I am trying to get the first 20 results from a Google search.
When I use urllib2.urlopen()
it gives me an error and says I am forbidden.
I heard that it has something to do with faking you user agent string, but i have next to no urllib2 experience and would be very grateful if anyone could help.
Thanks, giodamelio
You should probably just use a library that does all the hard work.
xGoogle enables you to get the search results in a list
From the examples,
from xgoogle.search import GoogleSearch
gs = GoogleSearch("quick and dirty")
gs.results_per_page = 50
results = gs.get_results()
There are basically two ways - accessing Google's API directly, or using xGoogle package.
Gooogle's own API
Google's JSON\Atom API requires you to get an account and a key. It is the standard and preferred way to get searches in an automated way, which means you won't be banned from their service. The request is quite simple (quoting Google's own example):
GET https://www.googleapis.com/customsearch/v1?
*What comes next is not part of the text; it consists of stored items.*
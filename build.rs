//! Build script: embeds the git short hash for the version string.

use std::process::Command;

fn main() {
    if let Ok(output) = Command::new("git")
        .args(["rev-parse", "--short=7", "HEAD"])
        .output()
        && output.status.success()
    {
        let hash = String::from_utf8_lossy(&output.stdout).trim().to_string();
        println!("cargo:rustc-env=GIT_HASH={}", hash);
    }
    println!("cargo:rerun-if-changed=.git/HEAD");
    println!("cargo:rerun-if-changed=.git/refs/heads/");
}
key=INSERT-YOUR-KEY&cx=017576662512468239146:omuauf_lfve&q=lectures
You'll get a JSON response, which can be easily processed using numerous Python packages.
xGoogle
The xgoogle package is somewhat faster (see Lakshman Prasad's answer), but it might be blocked (or worse, get wrong or empty answers) by Google, causing you program to stop working.
Pros and cons
If you just need to get some searches done for a project, use xGoogle. If your program needs to last longer, and you don't your searches to get blocked, spend the 15 minutes required to use their API.
req = urllib2.Request(url)
req.add_header('User-Agent', 'Mozilla/5.0 (Windows; U; Windows NT 5.1; en-GB; rv:1.9.0.3) Gecko/2008092417 Firefox/3.0.3')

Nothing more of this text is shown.